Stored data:
+++

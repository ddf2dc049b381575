//! Session lifecycle state machine
//!
//! The SessionController is the sole mutator of one play-through:
//! idle -> countdown -> active -> ended. Every mutating entry point is
//! phase-guarded so late ticks, samples, and duplicate resolves arriving
//! after a transition are silent no-ops.

use crate::domain::summary::{epoch_ms, new_uuid_v7, EndReason, SessionSummary};
use crate::domain::types::{
    ItemStatus, PlayItem, ResolveAction, Score, SessionError, SessionPhase,
};
use tracing::{debug, info};

/// Owns the session aggregate and its finite-state progression.
///
/// The controller is synchronous and pure in its transitions; the async
/// engine decides *when* to call `tick`/`resolve`/`stop`.
#[derive(Debug)]
pub struct SessionController {
    sid: String,
    category: String,
    items: Vec<PlayItem>,
    current_index: usize,
    time_limit_secs: u32,
    time_remaining_secs: u32,
    phase: SessionPhase,
    score: Score,
    started_at: u64,
}

impl SessionController {
    /// Create a session in `Idle` with all items pending.
    ///
    /// Fails with `InvalidInput` when `items` is empty or the time limit
    /// is zero. Callers are expected to clamp the limit into the
    /// configured range beforehand; only positivity is required here.
    pub fn new(
        category: impl Into<String>,
        items: Vec<String>,
        time_limit_secs: u32,
    ) -> Result<Self, SessionError> {
        if items.is_empty() {
            return Err(SessionError::InvalidInput("session requires at least one item"));
        }
        if time_limit_secs == 0 {
            return Err(SessionError::InvalidInput("time limit must be positive"));
        }

        let sid = new_uuid_v7();
        let category = category.into();
        info!(
            sid = %sid,
            category = %category,
            items = %items.len(),
            time_limit_secs = %time_limit_secs,
            "session_created"
        );

        Ok(Self {
            sid,
            category,
            items: items.into_iter().map(PlayItem::new).collect(),
            current_index: 0,
            time_limit_secs,
            time_remaining_secs: time_limit_secs,
            phase: SessionPhase::Idle,
            score: Score::default(),
            started_at: epoch_ms(),
        })
    }

    /// Idle -> Countdown. Duplicate calls are no-ops.
    /// Returns true if the transition happened.
    pub fn start(&mut self) -> bool {
        if self.phase != SessionPhase::Idle {
            debug!(sid = %self.sid, phase = %self.phase.as_str(), "start_ignored");
            return false;
        }
        self.phase = SessionPhase::Countdown;
        self.started_at = epoch_ms();
        info!(sid = %self.sid, "session_countdown");
        true
    }

    /// Countdown -> Active. Resets the clock to the full time limit.
    /// Returns true if the transition happened.
    pub fn begin_active(&mut self) -> bool {
        if self.phase != SessionPhase::Countdown {
            debug!(sid = %self.sid, phase = %self.phase.as_str(), "begin_active_ignored");
            return false;
        }
        self.phase = SessionPhase::Active;
        self.time_remaining_secs = self.time_limit_secs;
        info!(sid = %self.sid, time_limit_secs = %self.time_limit_secs, "session_active");
        true
    }

    /// One-second timer tick. Decrements the clock; at zero the session
    /// ends on the time-out path. Outside `Active` this is a no-op.
    pub fn tick(&mut self) -> Option<SessionSummary> {
        if self.phase != SessionPhase::Active {
            return None;
        }
        self.time_remaining_secs = self.time_remaining_secs.saturating_sub(1);
        debug!(sid = %self.sid, remaining = %self.time_remaining_secs, "session_tick");
        if self.time_remaining_secs == 0 {
            return Some(self.end(EndReason::TimedOut));
        }
        None
    }

    /// Apply a resolve action to the current item.
    ///
    /// Only acts while `Active` and only on a still-pending, in-range
    /// item; anything else (duplicate delivery, out-of-range index) is a
    /// silent no-op so a gesture double-fire can never double-count.
    /// Resolving the last item ends the session on the exhaustion path.
    pub fn resolve(&mut self, action: ResolveAction) -> Option<SessionSummary> {
        if self.phase != SessionPhase::Active {
            debug!(phase = %self.phase.as_str(), action = %action.as_str(), "resolve_ignored");
            return None;
        }
        let Some(item) = self.items.get_mut(self.current_index) else {
            return None;
        };
        if !item.is_pending() {
            debug!(index = %self.current_index, "resolve_duplicate_ignored");
            return None;
        }

        item.status = match action {
            ResolveAction::Correct => ItemStatus::Correct,
            ResolveAction::Skip => ItemStatus::Skipped,
        };
        self.score.record(action);
        info!(
            sid = %self.sid,
            index = %self.current_index,
            action = %action.as_str(),
            correct = %self.score.correct,
            skipped = %self.score.skipped,
            "item_resolved"
        );

        if self.current_index + 1 < self.items.len() {
            self.current_index += 1;
            None
        } else {
            self.current_index += 1; // index may equal items.len() once exhausted
            Some(self.end(EndReason::Exhausted))
        }
    }

    /// Explicit external stop. Ends the session from any non-terminal
    /// phase with whatever was accumulated; `Ended` stays ended.
    pub fn stop(&mut self) -> Option<SessionSummary> {
        if self.phase == SessionPhase::Ended {
            return None;
        }
        Some(self.end(EndReason::Stopped))
    }

    fn end(&mut self, reason: EndReason) -> SessionSummary {
        self.phase = SessionPhase::Ended;
        let summary = SessionSummary {
            sid: self.sid.clone(),
            category: self.category.clone(),
            time_limit_secs: self.time_limit_secs,
            reason,
            score: self.score,
            items: self.items.clone(),
            started_at: self.started_at,
            ended_at: epoch_ms(),
        };
        info!(
            sid = %self.sid,
            reason = %reason.as_str(),
            correct = %self.score.correct,
            skipped = %self.score.skipped,
            pending = %summary.pending(),
            "session_ended"
        );
        summary
    }

    pub fn sid(&self) -> &str {
        &self.sid
    }

    pub fn category(&self) -> &str {
        &self.category
    }

    pub fn phase(&self) -> SessionPhase {
        self.phase
    }

    pub fn score(&self) -> Score {
        self.score
    }

    pub fn time_remaining_secs(&self) -> u32 {
        self.time_remaining_secs
    }

    pub fn time_limit_secs(&self) -> u32 {
        self.time_limit_secs
    }

    pub fn current_index(&self) -> usize {
        self.current_index
    }

    /// Text of the item currently in play, if any
    pub fn current_item(&self) -> Option<&str> {
        self.items.get(self.current_index).map(|i| i.text.as_str())
    }

    pub fn items(&self) -> &[PlayItem] {
        &self.items
    }
}
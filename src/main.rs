//! Tiltdeck - headless session runner for the tilt-to-score party game
//!
//! Plays one full session against a scripted or replayed sensor stream
//! and writes the terminal summary to the egress file.
//!
//! Module structure:
//! - `domain/` - Core game types (PlayItem, Score, TiltSample, SessionSummary)
//! - `io/` - External interfaces (sensor sources, egress, deck store, generate)
//! - `services/` - Game logic (SessionController, GestureInterpreter, SessionEngine)
//! - `infra/` - Infrastructure (Config, Metrics)

use clap::Parser;
use rand::seq::SliceRandom;
use std::sync::Arc;
use tiltdeck::infra::{Config, Metrics};
use tiltdeck::io::sensor::{demo_waveform, load_replay};
use tiltdeck::io::{DeckStore, Egress, GenerateClient, ScriptedSensor};
use tiltdeck::services::{GestureConfig, GestureInterpreter, SessionController, SessionEngine};
use tokio::sync::{mpsc, watch};
use tracing::info;
use tracing_subscriber::fmt::time::UtcTime;
use tracing_subscriber::EnvFilter;

/// Tiltdeck - forehead party game session engine
#[derive(Parser, Debug)]
#[command(name = "tiltdeck", version, about)]
struct Args {
    /// Path to TOML configuration file
    #[arg(short, long, default_value = "config/dev.toml")]
    config: String,

    /// Deck to play from the local store (or the category to generate)
    #[arg(short, long, default_value = "animals")]
    deck: String,

    /// Requested time limit in seconds (clamped to the configured range)
    #[arg(short, long)]
    time_limit: Option<u32>,

    /// Generate the deck from the remote endpoint instead of the local store
    #[arg(long)]
    generate: bool,

    /// Replay a recorded z waveform (JSONL, one {"z": ...} per line)
    #[arg(long)]
    replay: Option<String>,
}

#[tokio::main]
async fn main() -> Result<(), Box<dyn std::error::Error>> {
    // Initialize structured logging with configurable level via RUST_LOG env var
    // Default: INFO, use RUST_LOG=debug for full event visibility
    let filter = EnvFilter::try_from_default_env().unwrap_or_else(|_| EnvFilter::new("info"));

    tracing_subscriber::fmt()
        .with_env_filter(filter)
        .with_timer(UtcTime::rfc_3339())
        .with_target(false)
        .init();

    info!("tiltdeck starting");

    let args = Args::parse();
    let config = Config::load_from_path(&args.config);

    info!(
        config_file = %config.config_file(),
        tilt_threshold = %config.tilt_threshold(),
        rearm_threshold = %config.rearm_threshold(),
        debounce_ms = %config.debounce_ms(),
        grace_ms = %config.grace_ms(),
        sensor_interval_ms = %config.sensor_interval_ms(),
        decks_file = %config.decks_file(),
        egress_file = %config.egress_file(),
        "config_loaded"
    );

    let metrics = Arc::new(Metrics::new());

    // Start metrics reporter (lock-free reads)
    let metrics_clone = metrics.clone();
    let metrics_interval = config.metrics_interval_secs();
    tokio::spawn(async move {
        let mut interval = tokio::time::interval(std::time::Duration::from_secs(metrics_interval));
        loop {
            interval.tick().await;
            metrics_clone.report().log();
        }
    });

    // Resolve the deck: remote generation or the local store
    let mut items = if args.generate {
        let client = GenerateClient::new(
            config.generate_url(),
            config.generate_count(),
            config.generate_timeout_ms(),
        );
        client.generate(&args.deck).await?
    } else {
        let store = DeckStore::new(config.decks_file());
        store.init_defaults()?;
        store
            .deck(&args.deck)
            .ok_or_else(|| format!("no deck named '{}' in {}", args.deck, config.decks_file()))?
    };
    items.shuffle(&mut rand::thread_rng());
    let item_count = items.len();

    let requested = args.time_limit.unwrap_or_else(|| config.default_time_limit_secs());
    let time_limit = config.clamp_time_limit(requested);

    let session = SessionController::new(&args.deck, items, time_limit)?;
    let gesture = GestureInterpreter::new(GestureConfig {
        tilt_threshold: config.tilt_threshold(),
        rearm_threshold: config.rearm_threshold(),
        debounce_ms: config.debounce_ms(),
        grace_ms: config.grace_ms(),
        polarity: config.polarity(),
    });
    let engine = SessionEngine::new(
        session,
        gesture,
        config.countdown_steps().to_vec(),
        metrics.clone(),
    )
    .with_egress(Egress::new(config.egress_file()));

    // Create shutdown signal
    let (shutdown_tx, shutdown_rx) = watch::channel(false);

    // Sample channel (bounded for backpressure)
    let (sample_tx, sample_rx) = mpsc::channel(256);

    // Start the sensor source: a recorded replay or the demo waveform
    let waveform = match &args.replay {
        Some(path) => load_replay(path)?,
        None => demo_waveform(item_count),
    };
    let sensor = ScriptedSensor::new(waveform, config.sensor_interval_ms());
    let sensor_shutdown = shutdown_rx.clone();
    tokio::spawn(async move {
        sensor.run(sample_tx, sensor_shutdown).await;
    });

    // Handle shutdown on Ctrl+C
    tokio::spawn(async move {
        tokio::signal::ctrl_c().await.ok();
        info!("shutdown_signal_received");
        let _ = shutdown_tx.send(true);
    });

    // Run the session to completion
    if let Some(summary) = engine.run(sample_rx, shutdown_rx).await {
        info!(
            sid = %summary.sid,
            category = %summary.category,
            reason = %summary.reason.as_str(),
            correct = %summary.score.correct,
            skipped = %summary.score.skipped,
            pending = %summary.pending(),
            "session_complete"
        );
    }

    metrics.report().log();
    info!("tiltdeck shutdown complete");
    Ok(())
}
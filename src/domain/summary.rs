//! Session summary - the terminal artifact of one play-through

use crate::domain::types::{PlayItem, Score};
use std::time::{SystemTime, UNIX_EPOCH};
use uuid::Uuid;

/// Generate a new UUIDv7 (time-sortable)
pub fn new_uuid_v7() -> String {
    Uuid::now_v7().to_string()
}

/// Get current epoch milliseconds
#[inline]
pub fn epoch_ms() -> u64 {
    SystemTime::now().duration_since(UNIX_EPOCH).unwrap_or_default().as_millis() as u64
}

/// How the session reached `Ended`
#[derive(Debug, Clone, Copy, PartialEq, Eq)]
pub enum EndReason {
    /// Every item was resolved before the clock ran out
    Exhausted,
    /// The countdown timer reached zero
    TimedOut,
    /// Explicit external stop (user exit, app teardown)
    Stopped,
}

impl EndReason {
    #[inline]
    pub fn as_str(&self) -> &'static str {
        match self {
            EndReason::Exhausted => "exhausted",
            EndReason::TimedOut => "timed_out",
            EndReason::Stopped => "stopped",
        }
    }
}

/// Complete record of one finished session.
///
/// Snapshotted from the controller the moment it transitions to `Ended`;
/// the surrounding application persists or displays it, the session itself
/// is discarded.
#[derive(Debug, Clone)]
pub struct SessionSummary {
    pub sid: String, // UUIDv7 session ID
    pub category: String,
    pub time_limit_secs: u32,
    pub reason: EndReason,
    pub score: Score,
    pub items: Vec<PlayItem>,
    pub started_at: u64,       // epoch ms
    pub ended_at: u64,         // epoch ms
}

impl SessionSummary {
    /// Number of items never resolved
    pub fn pending(&self) -> usize {
        self.items.iter().filter(|i| i.is_pending()).count()
    }

    /// Convert to short-key JSON string (one line in the egress file)
    pub fn to_json(&self) -> String {
        let mut obj = serde_json::Map::new();

        obj.insert("sid".to_string(), serde_json::Value::String(self.sid.clone()));
        obj.insert("cat".to_string(), serde_json::Value::String(self.category.clone()));
        obj.insert("limit".to_string(), serde_json::Value::Number(self.time_limit_secs.into()));
        obj.insert("out".to_string(), serde_json::Value::String(self.reason.as_str().to_string()));
        obj.insert("ok".to_string(), serde_json::Value::Number(self.score.correct.into()));
        obj.insert("skip".to_string(), serde_json::Value::Number(self.score.skipped.into()));

        let items: Vec<serde_json::Value> = self
            .items
            .iter()
            .map(|item| {
                let mut entry = serde_json::Map::new();
                entry.insert("w".to_string(), serde_json::Value::String(item.text.clone()));
                entry.insert(
                    "st".to_string(),
                    serde_json::Value::String(item.status.as_str().to_string()),
                );
                serde_json::Value::Object(entry)
            })
            .collect();
        obj.insert("items".to_string(), serde_json::Value::Array(items));

        obj.insert("t0".to_string(), serde_json::Value::Number(self.started_at.into()));
        obj.insert("t1".to_string(), serde_json::Value::Number(self.ended_at.into()));

        serde_json::Value::Object(obj).to_string()
    }
}

#[cfg(test)]
mod tests {
    use super::*;
    use crate::domain::types::ItemStatus;

    fn sample_summary() -> SessionSummary {
        SessionSummary {
            sid: new_uuid_v7(),
            category: "animals".to_string(),
            time_limit_secs: 60,
            reason: EndReason::Exhausted,
            score: Score { correct: 2, skipped: 1 },
            items: vec![
                PlayItem { text: "Lion".to_string(), status: ItemStatus::Correct },
                PlayItem { text: "Tiger".to_string(), status: ItemStatus::Skipped },
                PlayItem { text: "Zebra".to_string(), status: ItemStatus::Correct },
            ],
            started_at: 1736012340000,
            ended_at: 1736012400000,
        }
    }

    #[test]
    fn test_summary_to_json() {
        let summary = sample_summary();
        let json = summary.to_json();

        let parsed: serde_json::Value = serde_json::from_str(&json).unwrap();
        assert_eq!(parsed["sid"], summary.sid);
        assert_eq!(parsed["cat"], "animals");
        assert_eq!(parsed["limit"], 60);
        assert_eq!(parsed["out"], "exhausted");
        assert_eq!(parsed["ok"], 2);
        assert_eq!(parsed["skip"], 1);
        assert_eq!(parsed["t0"], 1736012340000_u64);
        assert_eq!(parsed["t1"], 1736012400000_u64);

        let items = parsed["items"].as_array().unwrap();
        assert_eq!(items.len(), 3);
        assert_eq!(items[0]["w"], "Lion");
        assert_eq!(items[0]["st"], "correct");
        assert_eq!(items[1]["st"], "skipped");
    }

    #[test]
    fn test_pending_count() {
        let mut summary = sample_summary();
        assert_eq!(summary.pending(), 0);

        summary.items.push(PlayItem::new("Panda"));
        assert_eq!(summary.pending(), 1);
    }

    #[test]
    fn test_uuid_v7_generation() {
        let uuid1 = new_uuid_v7();
        let uuid2 = new_uuid_v7();

        assert!(!uuid1.is_empty());
        assert_ne!(uuid1, uuid2);
        // UUIDv7 should be 36 chars with hyphens
        assert_eq!(uuid1.len(), 36);
    }

    #[test]
    fn test_end_reason_as_str() {
        assert_eq!(EndReason::Exhausted.as_str(), "exhausted");
        assert_eq!(EndReason::TimedOut.as_str(), "timed_out");
        assert_eq!(EndReason::Stopped.as_str(), "stopped");
    }
}
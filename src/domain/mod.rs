//! Domain models - core game types and the session summary
//!
//! This module contains the canonical data types used throughout the system:
//! - `PlayItem` - a single playable word plus its resolution status
//! - `Score` - correct/skipped counters for one session
//! - `TiltSample` - one accelerometer reading (only `z` is interpreted)
//! - `ResolveAction` - the discrete Correct/Skip decision
//! - `SessionSummary` - the terminal artifact handed back when a session ends

pub mod summary;
pub mod types;
//! IO modules - external system interfaces
//!
//! This module contains all external IO operations:
//! - `sensor` - tilt sample producers (scripted waveform, JSONL replay)
//! - `egress` - session summary output to file (JSONL format)
//! - `deck_store` - persistent deck storage (JSON file)
//! - `generate` - HTTP client for the remote deck generator

pub mod deck_store;
pub mod egress;
pub mod generate;
pub mod sensor;

// Re-export commonly used types
pub use deck_store::DeckStore;
pub use egress::Egress;
pub use generate::GenerateClient;
pub use sensor::ScriptedSensor;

+++

TASK BRIEF
Both end lines included, restate word for word the lines above from the line with "let json = summary.to_json();" to the line with "assert_eq!(items.len(), 3);", and nothing else.

WRITTEN REPLY
        let json = summary.to_json();

        let parsed: serde_json::Value = serde_json::from_str(&json).unwrap();
        assert_eq!(parsed["sid"], summary.sid);
        assert_eq!(parsed["cat"], "animals");
        assert_eq!(parsed["limit"], 60);
        assert_eq!(parsed["out"], "exhausted");
        assert_eq!(parsed["ok"], 2);
        assert_eq!(parsed["skip"], 1);
        assert_eq!(parsed["t0"], 1736012340000_u64);
        assert_eq!(parsed["t1"], 1736012400000_u64);

        let items = parsed["items"].as_array().unwrap();
        assert_eq!(items.len(), 3);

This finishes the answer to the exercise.